* [Task to complete] Each line below that contains the word "starting" is to be counted; give only the final number.

Collection entries

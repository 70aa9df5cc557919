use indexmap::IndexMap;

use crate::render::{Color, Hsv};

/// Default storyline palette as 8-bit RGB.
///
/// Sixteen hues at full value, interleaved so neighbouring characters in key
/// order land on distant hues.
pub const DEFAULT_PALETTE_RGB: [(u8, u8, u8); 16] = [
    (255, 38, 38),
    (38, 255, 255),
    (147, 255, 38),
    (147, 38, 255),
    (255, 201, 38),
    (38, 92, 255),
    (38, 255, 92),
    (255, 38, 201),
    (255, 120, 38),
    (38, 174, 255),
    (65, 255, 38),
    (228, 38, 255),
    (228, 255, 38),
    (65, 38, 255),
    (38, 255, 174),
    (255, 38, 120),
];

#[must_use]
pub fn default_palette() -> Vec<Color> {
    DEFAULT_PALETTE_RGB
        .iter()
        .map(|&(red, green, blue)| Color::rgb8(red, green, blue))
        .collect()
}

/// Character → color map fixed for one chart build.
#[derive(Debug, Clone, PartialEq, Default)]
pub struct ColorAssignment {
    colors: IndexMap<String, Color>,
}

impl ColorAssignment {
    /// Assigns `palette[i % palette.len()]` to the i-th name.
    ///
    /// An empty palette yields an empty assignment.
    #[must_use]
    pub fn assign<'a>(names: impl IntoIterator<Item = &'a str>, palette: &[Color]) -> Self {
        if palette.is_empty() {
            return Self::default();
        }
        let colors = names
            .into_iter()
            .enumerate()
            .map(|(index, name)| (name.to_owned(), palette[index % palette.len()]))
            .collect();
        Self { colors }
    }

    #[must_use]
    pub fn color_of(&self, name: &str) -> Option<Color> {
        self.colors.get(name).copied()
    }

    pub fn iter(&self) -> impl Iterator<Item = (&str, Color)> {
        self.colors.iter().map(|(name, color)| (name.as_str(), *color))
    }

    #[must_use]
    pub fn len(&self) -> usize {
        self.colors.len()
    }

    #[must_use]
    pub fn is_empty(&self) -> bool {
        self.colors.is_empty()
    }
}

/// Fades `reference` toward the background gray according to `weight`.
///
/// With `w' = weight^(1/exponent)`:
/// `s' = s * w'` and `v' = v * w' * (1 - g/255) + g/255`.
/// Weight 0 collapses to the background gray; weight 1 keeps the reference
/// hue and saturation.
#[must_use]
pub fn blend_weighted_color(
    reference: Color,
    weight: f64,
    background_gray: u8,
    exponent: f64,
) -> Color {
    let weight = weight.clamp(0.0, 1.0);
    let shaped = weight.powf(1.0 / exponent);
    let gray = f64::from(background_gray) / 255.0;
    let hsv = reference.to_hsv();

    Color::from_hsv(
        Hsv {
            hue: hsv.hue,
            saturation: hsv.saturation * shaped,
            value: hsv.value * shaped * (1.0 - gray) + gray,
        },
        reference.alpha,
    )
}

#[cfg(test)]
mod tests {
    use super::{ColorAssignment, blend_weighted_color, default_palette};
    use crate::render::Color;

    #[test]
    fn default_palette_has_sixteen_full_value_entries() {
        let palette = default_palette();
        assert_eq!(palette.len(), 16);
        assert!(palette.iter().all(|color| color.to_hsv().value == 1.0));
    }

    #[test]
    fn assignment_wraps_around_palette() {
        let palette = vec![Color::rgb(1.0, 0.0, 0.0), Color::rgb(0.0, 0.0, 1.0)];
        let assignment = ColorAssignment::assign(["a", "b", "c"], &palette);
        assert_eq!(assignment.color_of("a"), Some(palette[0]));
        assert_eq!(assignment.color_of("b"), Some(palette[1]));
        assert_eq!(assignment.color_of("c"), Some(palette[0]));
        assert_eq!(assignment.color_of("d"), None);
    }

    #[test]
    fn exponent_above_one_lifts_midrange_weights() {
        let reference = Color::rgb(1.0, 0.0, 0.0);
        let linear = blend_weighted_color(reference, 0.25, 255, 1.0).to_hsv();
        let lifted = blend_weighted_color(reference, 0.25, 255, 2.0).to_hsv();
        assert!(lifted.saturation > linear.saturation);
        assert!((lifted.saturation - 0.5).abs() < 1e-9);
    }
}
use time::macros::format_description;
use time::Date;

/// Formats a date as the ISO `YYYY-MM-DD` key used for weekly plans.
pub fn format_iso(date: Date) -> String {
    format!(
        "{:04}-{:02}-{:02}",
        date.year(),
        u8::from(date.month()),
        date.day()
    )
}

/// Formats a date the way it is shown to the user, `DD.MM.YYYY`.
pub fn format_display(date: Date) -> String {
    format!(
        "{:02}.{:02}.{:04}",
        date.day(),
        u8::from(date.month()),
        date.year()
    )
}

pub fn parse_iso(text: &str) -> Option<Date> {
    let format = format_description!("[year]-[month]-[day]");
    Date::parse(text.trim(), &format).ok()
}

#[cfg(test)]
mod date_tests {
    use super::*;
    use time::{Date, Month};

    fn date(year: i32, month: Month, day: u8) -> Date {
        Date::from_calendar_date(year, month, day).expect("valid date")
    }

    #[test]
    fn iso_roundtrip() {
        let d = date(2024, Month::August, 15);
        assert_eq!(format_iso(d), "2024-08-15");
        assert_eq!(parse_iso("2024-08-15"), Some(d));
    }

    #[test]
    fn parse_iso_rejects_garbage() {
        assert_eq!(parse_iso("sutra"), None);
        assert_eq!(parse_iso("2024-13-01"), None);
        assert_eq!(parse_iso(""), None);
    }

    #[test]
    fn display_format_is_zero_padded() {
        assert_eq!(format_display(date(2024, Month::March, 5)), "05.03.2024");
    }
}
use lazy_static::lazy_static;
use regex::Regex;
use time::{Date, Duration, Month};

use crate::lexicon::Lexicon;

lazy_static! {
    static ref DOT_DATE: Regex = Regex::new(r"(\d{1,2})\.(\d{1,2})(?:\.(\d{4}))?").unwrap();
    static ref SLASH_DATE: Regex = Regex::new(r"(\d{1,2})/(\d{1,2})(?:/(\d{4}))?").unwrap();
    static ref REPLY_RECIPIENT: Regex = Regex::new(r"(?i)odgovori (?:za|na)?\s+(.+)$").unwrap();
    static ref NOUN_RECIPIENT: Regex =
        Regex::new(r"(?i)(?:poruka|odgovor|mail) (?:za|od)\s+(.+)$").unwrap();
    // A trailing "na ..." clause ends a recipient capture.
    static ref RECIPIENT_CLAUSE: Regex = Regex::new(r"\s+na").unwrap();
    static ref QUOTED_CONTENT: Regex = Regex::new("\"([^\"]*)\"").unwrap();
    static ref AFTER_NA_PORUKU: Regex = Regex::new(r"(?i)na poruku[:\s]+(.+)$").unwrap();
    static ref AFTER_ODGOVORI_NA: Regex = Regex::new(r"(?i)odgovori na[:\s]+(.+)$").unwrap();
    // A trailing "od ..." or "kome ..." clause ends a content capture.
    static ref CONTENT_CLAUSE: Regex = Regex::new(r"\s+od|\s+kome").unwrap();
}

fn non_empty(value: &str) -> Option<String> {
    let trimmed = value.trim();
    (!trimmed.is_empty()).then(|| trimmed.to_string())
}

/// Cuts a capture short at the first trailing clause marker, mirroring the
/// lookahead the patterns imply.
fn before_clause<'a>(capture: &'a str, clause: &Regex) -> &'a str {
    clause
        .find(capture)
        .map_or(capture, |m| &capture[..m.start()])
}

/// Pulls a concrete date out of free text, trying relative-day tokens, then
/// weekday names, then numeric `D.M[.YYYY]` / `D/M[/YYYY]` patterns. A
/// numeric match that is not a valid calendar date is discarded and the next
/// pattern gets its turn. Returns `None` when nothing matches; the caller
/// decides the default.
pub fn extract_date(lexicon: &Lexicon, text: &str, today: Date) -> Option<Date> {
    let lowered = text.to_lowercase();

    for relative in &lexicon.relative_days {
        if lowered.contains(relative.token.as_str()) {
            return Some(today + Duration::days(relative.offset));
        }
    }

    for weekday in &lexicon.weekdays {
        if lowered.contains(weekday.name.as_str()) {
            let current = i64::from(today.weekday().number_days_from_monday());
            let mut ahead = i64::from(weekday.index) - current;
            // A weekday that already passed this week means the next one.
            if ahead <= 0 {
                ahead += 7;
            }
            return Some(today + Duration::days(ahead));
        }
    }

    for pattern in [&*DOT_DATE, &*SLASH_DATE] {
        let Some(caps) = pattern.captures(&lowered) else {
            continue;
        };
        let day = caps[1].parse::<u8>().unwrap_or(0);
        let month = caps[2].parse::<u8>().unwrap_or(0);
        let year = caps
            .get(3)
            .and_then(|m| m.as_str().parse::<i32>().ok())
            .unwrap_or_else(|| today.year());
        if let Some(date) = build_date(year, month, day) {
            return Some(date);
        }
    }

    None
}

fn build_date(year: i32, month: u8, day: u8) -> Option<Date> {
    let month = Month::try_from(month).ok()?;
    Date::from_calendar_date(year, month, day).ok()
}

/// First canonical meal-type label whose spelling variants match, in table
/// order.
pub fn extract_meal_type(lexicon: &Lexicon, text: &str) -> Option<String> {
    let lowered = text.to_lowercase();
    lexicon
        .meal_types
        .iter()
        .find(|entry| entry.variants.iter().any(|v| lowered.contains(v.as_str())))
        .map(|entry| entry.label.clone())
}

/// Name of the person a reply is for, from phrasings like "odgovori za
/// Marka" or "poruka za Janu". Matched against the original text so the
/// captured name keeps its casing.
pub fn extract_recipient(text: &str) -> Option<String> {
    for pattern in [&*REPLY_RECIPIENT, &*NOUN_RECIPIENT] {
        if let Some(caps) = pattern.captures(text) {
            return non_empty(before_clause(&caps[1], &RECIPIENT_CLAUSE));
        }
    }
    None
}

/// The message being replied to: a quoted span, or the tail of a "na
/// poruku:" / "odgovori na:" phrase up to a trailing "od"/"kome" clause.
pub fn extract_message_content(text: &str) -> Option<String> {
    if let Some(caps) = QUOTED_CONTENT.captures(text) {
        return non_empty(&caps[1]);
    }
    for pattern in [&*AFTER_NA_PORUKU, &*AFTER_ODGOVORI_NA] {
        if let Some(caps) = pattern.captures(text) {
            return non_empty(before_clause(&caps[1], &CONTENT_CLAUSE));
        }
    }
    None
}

...

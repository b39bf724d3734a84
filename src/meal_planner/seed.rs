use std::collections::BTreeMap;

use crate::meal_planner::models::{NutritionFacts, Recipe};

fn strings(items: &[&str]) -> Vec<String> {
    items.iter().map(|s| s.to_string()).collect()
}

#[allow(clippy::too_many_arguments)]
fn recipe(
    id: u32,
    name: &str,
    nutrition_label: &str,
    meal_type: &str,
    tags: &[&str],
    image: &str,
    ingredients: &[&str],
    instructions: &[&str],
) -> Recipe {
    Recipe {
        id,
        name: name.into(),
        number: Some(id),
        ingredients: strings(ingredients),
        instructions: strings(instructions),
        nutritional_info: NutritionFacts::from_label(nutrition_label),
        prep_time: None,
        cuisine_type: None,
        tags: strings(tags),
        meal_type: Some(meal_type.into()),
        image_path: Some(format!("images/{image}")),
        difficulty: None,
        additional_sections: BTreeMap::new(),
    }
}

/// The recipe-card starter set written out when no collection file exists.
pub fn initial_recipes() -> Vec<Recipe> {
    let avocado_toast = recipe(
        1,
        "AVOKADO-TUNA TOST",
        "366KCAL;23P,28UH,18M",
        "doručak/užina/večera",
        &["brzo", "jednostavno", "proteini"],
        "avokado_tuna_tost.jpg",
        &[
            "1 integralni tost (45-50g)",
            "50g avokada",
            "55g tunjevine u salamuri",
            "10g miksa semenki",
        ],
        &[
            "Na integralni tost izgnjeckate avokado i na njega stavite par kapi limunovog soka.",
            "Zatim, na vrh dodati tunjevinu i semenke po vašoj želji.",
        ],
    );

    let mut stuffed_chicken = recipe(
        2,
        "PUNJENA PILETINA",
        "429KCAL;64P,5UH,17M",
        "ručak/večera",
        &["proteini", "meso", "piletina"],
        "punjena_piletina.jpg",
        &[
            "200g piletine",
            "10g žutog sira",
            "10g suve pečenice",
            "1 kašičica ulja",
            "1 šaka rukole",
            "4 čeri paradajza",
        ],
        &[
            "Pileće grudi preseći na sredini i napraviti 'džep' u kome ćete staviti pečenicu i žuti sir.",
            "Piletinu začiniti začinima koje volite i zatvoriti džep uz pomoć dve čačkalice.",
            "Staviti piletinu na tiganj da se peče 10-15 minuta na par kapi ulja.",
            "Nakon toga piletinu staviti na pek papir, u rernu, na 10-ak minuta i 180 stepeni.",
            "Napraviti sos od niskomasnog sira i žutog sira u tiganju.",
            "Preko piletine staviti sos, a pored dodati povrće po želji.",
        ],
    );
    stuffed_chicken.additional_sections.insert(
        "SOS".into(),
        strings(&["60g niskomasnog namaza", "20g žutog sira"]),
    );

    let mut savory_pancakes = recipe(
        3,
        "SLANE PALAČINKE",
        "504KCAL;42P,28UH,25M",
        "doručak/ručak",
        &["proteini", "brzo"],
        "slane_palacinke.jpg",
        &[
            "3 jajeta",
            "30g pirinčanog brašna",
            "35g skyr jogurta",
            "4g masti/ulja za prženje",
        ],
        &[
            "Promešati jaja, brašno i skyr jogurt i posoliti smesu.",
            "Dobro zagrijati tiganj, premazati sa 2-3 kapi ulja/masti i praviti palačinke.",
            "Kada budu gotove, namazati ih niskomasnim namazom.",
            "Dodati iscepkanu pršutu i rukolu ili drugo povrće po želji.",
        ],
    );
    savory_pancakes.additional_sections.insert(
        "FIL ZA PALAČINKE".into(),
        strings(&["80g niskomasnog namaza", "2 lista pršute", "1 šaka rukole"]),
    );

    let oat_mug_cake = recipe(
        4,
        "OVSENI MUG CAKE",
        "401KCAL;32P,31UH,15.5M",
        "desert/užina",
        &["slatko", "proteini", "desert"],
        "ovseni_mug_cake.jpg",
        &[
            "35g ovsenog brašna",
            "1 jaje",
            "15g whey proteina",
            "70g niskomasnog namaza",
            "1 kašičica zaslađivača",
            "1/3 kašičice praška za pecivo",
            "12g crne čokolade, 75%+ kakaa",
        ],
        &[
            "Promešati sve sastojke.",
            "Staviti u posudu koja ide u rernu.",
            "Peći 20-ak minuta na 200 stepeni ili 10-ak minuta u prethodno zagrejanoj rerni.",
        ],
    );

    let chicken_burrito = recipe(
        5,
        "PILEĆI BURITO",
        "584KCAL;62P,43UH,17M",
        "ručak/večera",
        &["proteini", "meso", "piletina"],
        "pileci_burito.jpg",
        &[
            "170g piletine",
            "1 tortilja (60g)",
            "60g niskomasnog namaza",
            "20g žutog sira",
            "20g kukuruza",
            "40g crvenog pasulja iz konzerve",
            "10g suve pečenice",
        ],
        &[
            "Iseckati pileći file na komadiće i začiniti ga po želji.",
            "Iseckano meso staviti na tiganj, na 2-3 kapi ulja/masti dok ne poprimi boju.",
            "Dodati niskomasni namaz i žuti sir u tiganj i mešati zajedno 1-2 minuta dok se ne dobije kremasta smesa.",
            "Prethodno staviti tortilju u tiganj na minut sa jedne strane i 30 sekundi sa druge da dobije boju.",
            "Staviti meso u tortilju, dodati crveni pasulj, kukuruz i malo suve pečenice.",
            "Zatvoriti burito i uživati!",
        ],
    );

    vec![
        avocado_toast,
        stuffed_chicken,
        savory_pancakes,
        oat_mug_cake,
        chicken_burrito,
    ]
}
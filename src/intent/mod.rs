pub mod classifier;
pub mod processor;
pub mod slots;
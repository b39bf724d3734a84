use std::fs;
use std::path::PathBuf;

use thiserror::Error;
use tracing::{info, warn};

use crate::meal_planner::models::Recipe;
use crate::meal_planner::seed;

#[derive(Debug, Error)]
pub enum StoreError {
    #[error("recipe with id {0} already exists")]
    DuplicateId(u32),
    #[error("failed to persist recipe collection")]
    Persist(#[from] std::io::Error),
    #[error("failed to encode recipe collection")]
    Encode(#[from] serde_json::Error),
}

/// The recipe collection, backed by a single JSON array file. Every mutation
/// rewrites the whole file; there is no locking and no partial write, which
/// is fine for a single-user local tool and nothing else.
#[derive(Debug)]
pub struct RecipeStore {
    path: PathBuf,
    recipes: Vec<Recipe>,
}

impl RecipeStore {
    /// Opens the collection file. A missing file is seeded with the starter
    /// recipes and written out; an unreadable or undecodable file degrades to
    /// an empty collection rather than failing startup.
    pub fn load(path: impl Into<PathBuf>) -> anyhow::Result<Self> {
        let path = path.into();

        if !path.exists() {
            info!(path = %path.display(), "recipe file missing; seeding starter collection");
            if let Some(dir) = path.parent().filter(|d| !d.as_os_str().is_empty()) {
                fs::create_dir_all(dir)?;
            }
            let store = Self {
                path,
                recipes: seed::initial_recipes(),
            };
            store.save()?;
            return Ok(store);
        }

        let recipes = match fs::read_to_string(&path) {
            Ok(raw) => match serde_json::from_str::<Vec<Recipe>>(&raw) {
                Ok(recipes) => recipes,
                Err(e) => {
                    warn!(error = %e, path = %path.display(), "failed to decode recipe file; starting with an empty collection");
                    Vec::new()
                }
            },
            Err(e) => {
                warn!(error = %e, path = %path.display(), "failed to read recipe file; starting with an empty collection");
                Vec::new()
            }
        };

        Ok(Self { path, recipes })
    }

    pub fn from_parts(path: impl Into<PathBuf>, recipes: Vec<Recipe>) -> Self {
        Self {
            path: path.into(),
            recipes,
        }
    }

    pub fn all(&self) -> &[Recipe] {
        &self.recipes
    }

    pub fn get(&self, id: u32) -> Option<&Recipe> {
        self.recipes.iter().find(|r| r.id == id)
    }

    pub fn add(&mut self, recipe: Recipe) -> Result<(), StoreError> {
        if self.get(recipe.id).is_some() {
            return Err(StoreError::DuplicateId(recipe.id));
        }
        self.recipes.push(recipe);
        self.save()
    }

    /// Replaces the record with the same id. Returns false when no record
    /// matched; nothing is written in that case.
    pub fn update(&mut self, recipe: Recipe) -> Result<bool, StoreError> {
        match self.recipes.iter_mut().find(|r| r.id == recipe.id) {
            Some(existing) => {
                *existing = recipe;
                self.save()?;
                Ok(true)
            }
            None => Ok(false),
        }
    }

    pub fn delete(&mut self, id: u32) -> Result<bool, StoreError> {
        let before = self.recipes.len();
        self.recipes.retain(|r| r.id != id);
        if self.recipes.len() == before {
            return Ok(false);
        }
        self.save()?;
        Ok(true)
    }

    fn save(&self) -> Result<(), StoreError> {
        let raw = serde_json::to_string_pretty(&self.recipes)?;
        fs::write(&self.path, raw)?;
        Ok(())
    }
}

* [Your solution] 2